Breast cancer is the nightmare of every woman in the world... It ranks second in female deaths due to cancer. One in eight women may experience breast cancer at some point in her life. Although breast cancer is more common after the age of 50, it is also seen in a significant number of patients in their 30s and 40s. The rate of breast cancer in women who have not given birth or who have given birth after the age of 35 is up to 1.7 times higher than in those who have given birth. General Surgery Specialist Assoc. Dr. Mehmet Eser said that the possibility of encountering cancer while pregnant increases due to the general increase in breast cancer and women becoming mothers later, and gave important information.

It is difficult to accept, but be strong

Approximately 1 million 300 thousand births occur annually in Turkey. The incidence of breast cancer during pregnancy, which varies between countries and societies, is on average one in 10 thousand births. Considering all breast cancers, there is a good chance that very few women will be diagnosed with breast cancer while pregnant. However, receiving such a diagnosis at a young age, especially on the eve of a happy event such as having a baby, is a situation that is very difficult to accept for both the patient and their relatives, and has a psychologically devastating effect. Correct guidance and correct treatment planning are very important, especially for the protection of the baby.

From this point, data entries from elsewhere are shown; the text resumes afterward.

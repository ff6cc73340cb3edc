//! Simulation configuration.

use crate::agent::Category;
use crate::error::ConfigError;
use crate::population::validate_proportions;
use crate::world::side_length;

/// Which cells a relocating agent may move into during a tick.
#[derive(Debug, Clone, Copy, PartialEq, Eq, Default)]
#[cfg_attr(feature = "serde", derive(serde::Serialize, serde::Deserialize))]
pub enum VacancyPolicy {
    /// A cell vacated earlier in the tick is immediately available to later
    /// movers.
    #[default]
    Rolling,
    /// Only cells that were empty when the tick began are destinations.
    Frozen,
}

/// Configuration for creating a [`Simulation`](crate::Simulation).
#[derive(Debug, Clone, PartialEq)]
#[cfg_attr(feature = "serde", derive(serde::Serialize, serde::Deserialize))]
pub struct SimulationConfig {
    /// Number of grid locations; must be a perfect square.
    pub total_locations: usize,
    /// Ordered category proportions. Whatever they leave of 1.0 is empty.
    pub proportions: Vec<(Category, f64)>,
    /// Minimum same-category neighbor fraction for satisfaction, in [0, 1].
    pub threshold: f64,
    /// Seed for the random source. `None` draws one from entropy.
    pub seed: Option<u64>,
    pub vacancy_policy: VacancyPolicy,
}

impl Default for SimulationConfig {
    /// 30 × 30 grid, 40 % red, 40 % blue, 20 % empty, threshold 0.7.
    fn default() -> Self {
        Self {
            total_locations: 900,
            proportions: vec![(Category::RED, 0.4), (Category::BLUE, 0.4)],
            threshold: 0.7,
            seed: None,
            vacancy_policy: VacancyPolicy::default(),
        }
    }
}

impl SimulationConfig {
    /// A configuration with no categories; add them with
    /// [`with_category`](Self::with_category).
    pub fn new(total_locations: usize, threshold: f64) -> Self {
        Self {
            total_locations,
            proportions: Vec::new(),
            threshold,
            ..Self::default()
        }
    }

    pub fn with_total_locations(mut self, total_locations: usize) -> Self {
        self.total_locations = total_locations;
        self
    }

    /// Append a category. Declaration order fixes the rounding order.
    pub fn with_category(mut self, category: Category, proportion: f64) -> Self {
        self.proportions.push((category, proportion));
        self
    }

    /// Replace all category proportions.
    pub fn with_proportions(mut self, proportions: Vec<(Category, f64)>) -> Self {
        self.proportions = proportions;
        self
    }

    pub fn with_threshold(mut self, threshold: f64) -> Self {
        self.threshold = threshold;
        self
    }

    pub fn with_seed(mut self, seed: u64) -> Self {
        self.seed = Some(seed);
        self
    }

    pub fn with_vacancy_policy(mut self, policy: VacancyPolicy) -> Self {
        self.vacancy_policy = policy;
        self
    }

    /// Side length of the grid this configuration describes.
    pub fn side(&self) -> Result<usize, ConfigError> {
        side_length(self.total_locations)
    }

    /// Check every option. Called by the simulation before building a world.
    pub fn validate(&self) -> Result<(), ConfigError> {
        self.side()?;
        validate_proportions(&self.proportions)?;
        if !(0.0..=1.0).contains(&self.threshold) {
            return Err(ConfigError::InvalidThreshold(self.threshold));
        }
        Ok(())
    }
}
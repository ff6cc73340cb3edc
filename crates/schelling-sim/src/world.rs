//! The square world of cells and the grid builder.
//!
//! Neighbor access is bounds-checked rather than padded: positions off the
//! grid are absent, so the edge never offers phantom vacancies.

use schelling_core::{Grid, Point, Range};

use crate::agent::{Agent, Category};
use crate::census::Census;
use crate::error::{ConfigError, Result, SimError};

/// Side of the square grid holding `len` locations. This is the single
/// authority for the perfect-square requirement.
pub fn side_length(len: usize) -> std::result::Result<usize, ConfigError> {
    if len == 0 {
        return Err(ConfigError::ZeroLocations);
    }
    let side = len.isqrt();
    if side * side != len {
        return Err(ConfigError::NotPerfectSquare(len));
    }
    Ok(side)
}

/// Whether `(row, col)` lies inside a `size × size` grid. Same bounds test
/// as neighbor lookup.
#[inline]
pub fn is_valid_location(size: i32, row: i32, col: i32) -> bool {
    size > 0 && Range::new(0, 0, size, size).contains(Point::from_row_col(row, col))
}

/// A square grid where each cell is empty or holds exactly one [`Agent`].
#[derive(Debug, Clone, PartialEq)]
#[cfg_attr(feature = "serde", derive(serde::Serialize, serde::Deserialize))]
#[cfg_attr(feature = "serde", serde(try_from = "RawWorld"))]
pub struct World {
    grid: Grid<Option<Agent>>,
}

/// Wire form of a [`World`]; the grid checks its own dimensions.
#[cfg(feature = "serde")]
#[derive(serde::Deserialize)]
struct RawWorld {
    grid: Grid<Option<Agent>>,
}

#[cfg(feature = "serde")]
impl TryFrom<RawWorld> for World {
    type Error = ConfigError;

    fn try_from(raw: RawWorld) -> std::result::Result<Self, Self::Error> {
        let grid = raw.grid;
        if grid.width() != grid.height() {
            return Err(ConfigError::NotSquare {
                width: grid.width(),
                height: grid.height(),
            });
        }
        side_length(grid.len())?;
        Ok(Self { grid })
    }
}

impl World {
    /// Reshape a flat sequence into a square row-major world.
    pub fn from_cells(cells: Vec<Option<Agent>>) -> std::result::Result<Self, ConfigError> {
        let len = cells.len();
        let side = side_length(len)? as i32;
        let grid = Grid::from_vec(side, side, cells).ok_or(ConfigError::NotPerfectSquare(len))?;
        Ok(Self { grid })
    }

    /// Convenience for hand-written layouts: one entry per cell, row-major.
    pub fn from_categories(
        cells: impl IntoIterator<Item = Option<Category>>,
    ) -> std::result::Result<Self, ConfigError> {
        Self::from_cells(cells.into_iter().map(|c| c.map(Agent::new)).collect())
    }

    /// Side length `N` of the `N × N` grid.
    #[inline]
    pub fn side(&self) -> i32 {
        self.grid.width()
    }

    #[inline]
    pub fn bounds(&self) -> Range {
        self.grid.bounds()
    }

    /// Total number of locations.
    #[inline]
    pub fn len(&self) -> usize {
        self.grid.len()
    }

    #[inline]
    pub fn is_empty(&self) -> bool {
        self.grid.is_empty()
    }

    #[inline]
    pub fn contains(&self, p: Point) -> bool {
        self.grid.contains(p)
    }

    /// The agent at `p`, or `None` if the cell is empty or off the grid.
    #[inline]
    pub fn agent(&self, p: Point) -> Option<&Agent> {
        self.grid.at(p).and_then(Option::as_ref)
    }

    #[inline]
    pub fn agent_mut(&mut self, p: Point) -> Option<&mut Agent> {
        self.grid.at_mut(p).and_then(Option::as_mut)
    }

    /// Whether `p` is on the grid and vacant.
    #[inline]
    pub fn is_vacant(&self, p: Point) -> bool {
        matches!(self.grid.at(p), Some(None))
    }

    /// Occupied `(Point, &Agent)` pairs in row-major order.
    pub fn agents(&self) -> impl Iterator<Item = (Point, &Agent)> + '_ {
        self.grid.iter().filter_map(|(p, c)| c.as_ref().map(|a| (p, a)))
    }

    /// Vacant positions in row-major order.
    pub fn empty_cells(&self) -> Vec<Point> {
        self.grid.points_where(Option::is_none)
    }

    /// Occupied positions in row-major order.
    pub fn occupied_cells(&self) -> Vec<Point> {
        self.grid.points_where(Option::is_some)
    }

    /// Per-category agent counts and the number of empty cells.
    pub fn census(&self) -> Census {
        Census::of(self.grid.as_slice())
    }

    /// Move the agent at `from` into the vacant cell `to`, leaving `from`
    /// empty. Anything else is a defect and reported as an
    /// [`SimError::InvariantViolation`] with the world untouched.
    pub fn move_agent(&mut self, from: Point, to: Point) -> Result<()> {
        if from == to {
            return Err(SimError::InvariantViolation(format!(
                "agent at {from} relocated onto itself"
            )));
        }
        if !self.is_vacant(to) {
            return Err(SimError::InvariantViolation(format!(
                "destination {to} is not a vacant cell"
            )));
        }
        let agent = self
            .grid
            .at_mut(from)
            .and_then(Option::take)
            .ok_or_else(|| SimError::InvariantViolation(format!("no agent to move at {from}")))?;
        self.grid.replace(to, Some(agent));
        Ok(())
    }
}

Unfortunately, diagnosis may be delayed

Due to the young age and radiation in pregnant patients. Not having screening mammograms and the small size of the mass take away our chances of detecting cancer. Changes during pregnancy, such as breast enlargement and increased tissue density, make it difficult to detect a mass. This usually causes the cancer to be detected in a larger mass and therefore at a more advanced stage. Also It is very difficult to distinguish cancer-related masses in pregnant women and lactating women by examination and ultrasonography, from galactocele, which is colloquially called 'milk knot', where the milk in the breast is difficult to empty and takes the form of a milk-filled cystic mass, and benign tumors in breastfeeding women, by examination and ultrasonography.

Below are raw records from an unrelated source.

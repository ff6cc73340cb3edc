//! The owned, row-major [`Grid`].
//!
//! Unlike a shared-buffer view, a `Grid` owns its cells: cloning it yields an
//! independent copy, which is what readers on another thread should receive.

use crate::geom::{Point, Range};

/// A 2D grid of `T` values stored row-major.
///
/// Deserialization goes through [`Grid::from_vec`], so a payload whose cell
/// count does not match its dimensions is rejected.
#[derive(Debug, Clone, PartialEq, Eq)]
#[cfg_attr(feature = "serde", derive(serde::Serialize, serde::Deserialize))]
#[cfg_attr(feature = "serde", serde(try_from = "RawGrid<T>"))]
pub struct Grid<T> {
    cells: Vec<T>,
    width: i32,
    height: i32,
}

/// Unchecked wire form of a [`Grid`].
#[cfg(feature = "serde")]
#[derive(serde::Deserialize)]
struct RawGrid<T> {
    cells: Vec<T>,
    width: i32,
    height: i32,
}

#[cfg(feature = "serde")]
impl<T> TryFrom<RawGrid<T>> for Grid<T> {
    type Error = String;

    fn try_from(raw: RawGrid<T>) -> Result<Self, Self::Error> {
        let RawGrid {
            cells,
            width,
            height,
        } = raw;
        let len = cells.len();
        Self::from_vec(width, height, cells)
            .ok_or_else(|| format!("{len} cells do not fill a {width}x{height} grid"))
    }
}

impl<T: Clone + Default> Grid<T> {
    /// Create a new grid of the given dimensions, filled with `T::default()`.
    pub fn new(width: i32, height: i32) -> Self {
        let w = width.max(0);
        let h = height.max(0);
        Self {
            cells: vec![T::default(); (w as usize) * (h as usize)],
            width: w,
            height: h,
        }
    }
}

impl<T> Grid<T> {
    /// Wrap a row-major vector. Returns `None` unless
    /// `cells.len() == width * height`.
    pub fn from_vec(width: i32, height: i32, cells: Vec<T>) -> Option<Self> {
        if width < 0 || height < 0 || cells.len() != (width as usize) * (height as usize) {
            return None;
        }
        Some(Self {
            cells,
            width,
            height,
        })
    }

    /// The bounding range of this grid, anchored at the origin.
    #[inline]
    pub fn bounds(&self) -> Range {
        Range::new(0, 0, self.width, self.height)
    }

    /// Size of the grid as a `Point`.
    #[inline]
    pub fn size(&self) -> Point {
        Point::new(self.width, self.height)
    }

    #[inline]
    pub fn width(&self) -> i32 {
        self.width
    }

    #[inline]
    pub fn height(&self) -> i32 {
        self.height
    }

    /// Number of cells.
    #[inline]
    pub fn len(&self) -> usize {
        self.cells.len()
    }

    #[inline]
    pub fn is_empty(&self) -> bool {
        self.cells.is_empty()
    }

    /// Whether `p` is inside the grid.
    #[inline]
    pub fn contains(&self, p: Point) -> bool {
        p.x >= 0 && p.y >= 0 && p.x < self.width && p.y < self.height
    }

    #[inline]
    fn index(&self, p: Point) -> Option<usize> {
        if self.contains(p) {
            Some((p.y as usize) * (self.width as usize) + (p.x as usize))
        } else {
            None
        }
    }

    /// Borrow the cell at `p`, or `None` if out of bounds.
    #[inline]
    pub fn at(&self, p: Point) -> Option<&T> {
        self.index(p).map(|i| &self.cells[i])
    }

    /// Mutably borrow the cell at `p`, or `None` if out of bounds.
    #[inline]
    pub fn at_mut(&mut self, p: Point) -> Option<&mut T> {
        self.index(p).map(|i| &mut self.cells[i])
    }

    /// Replace the cell at `p`, returning the previous value. Returns `None`
    /// and leaves the grid untouched if `p` is out of bounds.
    pub fn replace(&mut self, p: Point, value: T) -> Option<T> {
        let i = self.index(p)?;
        Some(std::mem::replace(&mut self.cells[i], value))
    }

    /// Set the cell at `p`. No-op if `p` is outside bounds.
    pub fn set(&mut self, p: Point, value: T) {
        if let Some(i) = self.index(p) {
            self.cells[i] = value;
        }
    }

    /// Fill every cell with `value`.
    pub fn fill(&mut self, value: T)
    where
        T: Clone,
    {
        self.cells.fill(value);
    }

    /// Row-major iterator over `(Point, &T)` pairs.
    pub fn iter(&self) -> impl Iterator<Item = (Point, &T)> + '_ {
        self.bounds().iter().zip(self.cells.iter())
    }

    /// Points of every cell satisfying `f`, in row-major order.
    pub fn points_where(&self, mut f: impl FnMut(&T) -> bool) -> Vec<Point> {
        self.iter().filter(|(_, c)| f(*c)).map(|(p, _)| p).collect()
    }

    /// Count how many cells satisfy a predicate.
    pub fn count_fn(&self, mut f: impl FnMut(Point, &T) -> bool) -> usize {
        self.iter().filter(|(p, c)| f(*p, *c)).count()
    }

    /// The cells as a row-major slice.
    #[inline]
    pub fn as_slice(&self) -> &[T] {
        &self.cells
    }
}
//! Relocation of unsatisfied agents.
//!
//! Movers are processed in a random order. Each takes a destination drawn
//! uniformly from the vacancies still available, which is then removed from
//! the pool. Under [`VacancyPolicy::Rolling`] the vacated origin joins the
//! pool straight away, so the number of vacancies never drops and every
//! mover finds a place whenever the grid has at least one empty cell. Under
//! [`VacancyPolicy::Frozen`] only cells empty at the start of the tick are
//! destinations and movers left over once they run out stay put.

use log::trace;
use rand::{Rng, RngExt};
use schelling_core::Point;

use crate::config::VacancyPolicy;
use crate::error::Result;
use crate::shuffle::fisher_yates;
use crate::world::World;

/// Outcome of one relocation pass.
#[derive(Debug, Clone, Default, PartialEq, Eq)]
pub struct Relocation {
    /// `(from, to)` pairs in processing order.
    pub moves: Vec<(Point, Point)>,
    /// Movers that found no vacancy and stay unsatisfied.
    pub stranded: Vec<Point>,
}

impl Relocation {
    pub fn relocated(&self) -> usize {
        self.moves.len()
    }
}

/// Move every agent listed in `unsatisfied` to a distinct vacant cell.
///
/// `unsatisfied` must be taken before any move of this tick. Never fails for
/// lack of space; errors only signal a broken world invariant.
pub fn relocate(
    world: &mut World,
    unsatisfied: &[Point],
    policy: VacancyPolicy,
    rng: &mut impl Rng,
) -> Result<Relocation> {
    let mut order = unsatisfied.to_vec();
    fisher_yates(&mut order, rng);

    let mut vacancies = world.empty_cells();
    let mut out = Relocation::default();

    for from in order {
        if vacancies.is_empty() {
            out.stranded.push(from);
            continue;
        }
        let to = vacancies.swap_remove(rng.random_range(0..vacancies.len()));
        world.move_agent(from, to)?;
        trace!("moved agent {from} -> {to}");
        if policy == VacancyPolicy::Rolling {
            vacancies.push(from);
        }
        out.moves.push((from, to));
    }

    Ok(out)
}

You do not have to give up your baby

The first thing that comes to mind for diagnosed pregnant patients and their relatives is the concern that the presence of the baby is an obstacle to treatment. With this belief, many families may want to abort the baby. Nowadays, no matter at what stage of pregnancy the diagnosis is made, breast cancer treatment can be done quite successfully without taking the baby, by changing the type of surgery to be performed on the breast according to the period of pregnancy, the selection of chemical treatment drugs to be given and the timing of radiotherapy. It is possible to perform breast cancer surgery on pregnant patients at any stage of pregnancy. Chemotherapy drugs can be given to patients who are diagnosed at an advanced stage or who require chemical treatment in preparation for breast-conserving surgery, after the 4th month of pregnancy, and the surgery can even be postponed until after birth. However, not all chemotherapy drugs can be used during pregnancy. Treatment can be performed by selecting chemotherapy agents that can be used during pregnancy. Of course, there are some risks. However, it is at acceptable rates.

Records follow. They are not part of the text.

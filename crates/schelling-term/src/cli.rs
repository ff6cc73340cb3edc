//! Command-line arguments.

use std::path::PathBuf;
use std::time::Duration;

use clap::{Parser, ValueEnum};
use schelling_sim::{Category, SimulationConfig, VacancyPolicy};

/// Schelling segregation model in the terminal
#[derive(Parser, Debug, Clone, PartialEq)]
#[command(name = "schelling", version)]
#[command(about = "Watch a Schelling segregation model settle in the terminal")]
pub struct Args {
    /// Number of grid locations (a perfect square)
    #[arg(long, default_value_t = 900)]
    pub locations: usize,

    /// Category share as NAME=PROPORTION, repeatable; order fixes rounding
    #[arg(
        long = "category",
        value_name = "NAME=PROPORTION",
        value_parser = parse_category,
        default_values = ["red=0.4", "blue=0.4"]
    )]
    pub categories: Vec<(Category, f64)>,

    /// Minimum fraction of same-category neighbors for an agent to stay
    #[arg(long, default_value_t = 0.7)]
    pub threshold: f64,

    /// Random seed for reproducible runs
    #[arg(long)]
    pub seed: Option<u64>,

    /// Which cells movers may take during a tick
    #[arg(long, value_enum, default_value_t = Vacancy::Rolling)]
    pub vacancy: Vacancy,

    /// Milliseconds between ticks
    #[arg(long, default_value_t = 450)]
    pub interval_ms: u64,

    /// Run without the terminal UI, printing one line per tick
    #[arg(long)]
    pub headless: bool,

    /// Maximum ticks in headless mode
    #[arg(long, default_value_t = 1000)]
    pub ticks: u64,

    /// Write logs to this file
    #[arg(long)]
    pub log_file: Option<PathBuf>,
}

/// Command-line spelling of [`VacancyPolicy`].
#[derive(ValueEnum, Debug, Clone, Copy, PartialEq, Eq)]
pub enum Vacancy {
    /// Cells vacated earlier in a tick can be taken by later movers
    Rolling,
    /// Only cells empty at the start of a tick can be taken
    Frozen,
}

impl From<Vacancy> for VacancyPolicy {
    fn from(v: Vacancy) -> Self {
        match v {
            Vacancy::Rolling => VacancyPolicy::Rolling,
            Vacancy::Frozen => VacancyPolicy::Frozen,
        }
    }
}

fn parse_category(s: &str) -> Result<(Category, f64), String> {
    let (name, proportion) = s
        .split_once('=')
        .ok_or_else(|| format!("expected NAME=PROPORTION, got `{s}`"))?;
    let category = name.trim().parse::<Category>().map_err(|e| e.to_string())?;
    let proportion = proportion
        .trim()
        .parse::<f64>()
        .map_err(|e| format!("bad proportion `{proportion}`: {e}"))?;
    Ok((category, proportion))
}

impl Args {
    /// The simulation configuration these arguments describe. Validation is
    /// left to the simulation.
    pub fn simulation_config(&self) -> SimulationConfig {
        let config = SimulationConfig::new(self.locations, self.threshold)
            .with_proportions(self.categories.clone())
            .with_vacancy_policy(self.vacancy.into());
        match self.seed {
            Some(seed) => config.with_seed(seed),
            None => config,
        }
    }

    pub fn interval(&self) -> Duration {
        Duration::from_millis(self.interval_ms)
    }
}
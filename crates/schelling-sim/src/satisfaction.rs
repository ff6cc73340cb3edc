//! Neighborhood satisfaction.
//!
//! An agent looks at its in-bounds Moore neighborhood. With no occupied
//! neighbors it is satisfied; otherwise it is satisfied when the fraction of
//! occupied neighbors sharing its category reaches the threshold. The
//! fraction is a real-valued ratio, never an integer quotient.

use schelling_core::{Neighbors, Point};

use crate::world::World;

/// Occupancy of an agent's Moore neighborhood.
#[derive(Debug, Clone, Copy, PartialEq, Eq, Default)]
pub struct NeighborCounts {
    /// Occupied in-bounds neighbors.
    pub occupied: usize,
    /// Occupied neighbors sharing the subject's category.
    pub same: usize,
}

impl NeighborCounts {
    /// Same-category fraction, or `None` without occupied neighbors.
    pub fn ratio(self) -> Option<f64> {
        (self.occupied > 0).then(|| self.same as f64 / self.occupied as f64)
    }

    /// Satisfaction under `threshold`.
    pub fn satisfies(self, threshold: f64) -> bool {
        self.ratio().is_none_or(|r| r >= threshold)
    }
}

/// Evaluates agents against a fixed threshold, reusing its neighbor buffer
/// across calls.
pub struct SatisfactionEvaluator {
    threshold: f64,
    neighbors: Neighbors,
}

impl SatisfactionEvaluator {
    pub fn new(threshold: f64) -> Self {
        Self {
            threshold,
            neighbors: Neighbors::new(),
        }
    }

    /// Neighborhood counts around `p`, or `None` if `p` holds no agent.
    pub fn counts(&mut self, world: &World, p: Point) -> Option<NeighborCounts> {
        let subject = world.agent(p)?.category();
        let mut counts = NeighborCounts::default();
        for &n in self.neighbors.within(p, world.bounds()) {
            if let Some(other) = world.agent(n) {
                counts.occupied += 1;
                if other.category() == subject {
                    counts.same += 1;
                }
            }
        }
        Some(counts)
    }

    /// Whether the agent at `p` is satisfied. Empty cells report `false`.
    pub fn evaluate(&mut self, world: &World, p: Point) -> bool {
        let threshold = self.threshold;
        self.counts(world, p)
            .is_some_and(|c| c.satisfies(threshold))
    }

    /// Mean same-category ratio over agents with at least one occupied
    /// neighbor. `None` when no agent has a neighbor.
    pub fn similarity(&mut self, world: &World) -> Option<f64> {
        let (mut total, mut n) = (0.0, 0usize);
        for p in world.occupied_cells() {
            if let Some(r) = self.counts(world, p).and_then(NeighborCounts::ratio) {
                total += r;
                n += 1;
            }
        }
        (n > 0).then(|| total / n as f64)
    }
}

/// Whether the agent at `p` is satisfied under `threshold`.
pub fn is_satisfied(world: &World, p: Point, threshold: f64) -> bool {
    SatisfactionEvaluator::new(threshold).evaluate(world, p)
}
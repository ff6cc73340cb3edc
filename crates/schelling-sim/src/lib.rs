//! Schelling segregation model: population generation, neighborhood
//! satisfaction, relocation of unsatisfied agents and the tick driver.
//!
//! The [`Simulation`] owns the [`World`] and the random source. Callers
//! advance it with [`Simulation::step`] and read the committed state through
//! [`Simulation::snapshot`] between ticks.

pub mod agent;
pub mod census;
pub mod config;
pub mod error;
pub mod population;
pub mod relocation;
pub mod satisfaction;
pub mod shuffle;
pub mod simulation;
pub mod world;

pub use agent::{Agent, Category};
pub use census::Census;
pub use config::{SimulationConfig, VacancyPolicy};
pub use error::{ConfigError, Result, SimError};
pub use population::generate_distribution;
pub use relocation::{Relocation, relocate};
pub use satisfaction::{NeighborCounts, SatisfactionEvaluator, is_satisfied};
pub use shuffle::fisher_yates;
pub use simulation::{RunState, Simulation, StepReport, build_world};
pub use world::{World, is_valid_location, side_length};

It is no different from those who are not pregnant.

Abortion of the child is only recommended for those who are diagnosed at a very advanced stage, who have additional diseases that cannot tolerate the side effects of chemotherapy, and who have tumors during pregnancy. It may be required in rare cases where it has biological properties that require endocrine therapy that is undesirable to administer. If a person who has breast cancer while pregnant will not receive chemotherapy, radiotherapy or endocrine treatment after giving birth and has milk secretion, she can breastfeed. However, since most patients continue postpartum treatments, most commonly radiotherapy, breastfeeding is not possible. In short, the treatment of pregnant patients should be discussed and decided in breast councils where breast surgeons, medical oncologists, radiologists, radiation oncologists, psychologists and pathologists are present. With the treatment methods used today, it is possible to obtain the same results as non-pregnant patients at the same stage, while protecting the baby.

They can have mammography

The diagnostic tool for pregnant patients is primarily ultrasonography, as it does not give radiation. However, when necessary, mammography can be performed safely by protecting the abdominal area with lead-containing aprons. In this case, the dose the baby will receive is extremely low and within safe limits. Gadolinium, which is used as standard in breast MRI, cannot be used in pregnant women. Therefore, MRI can only be performed during pregnancy without giving contrast material (without medication) if necessary. Pregnant women can receive chemotherapy after the first trimester. Studies show that babies of mothers receiving chemotherapy are also healthy.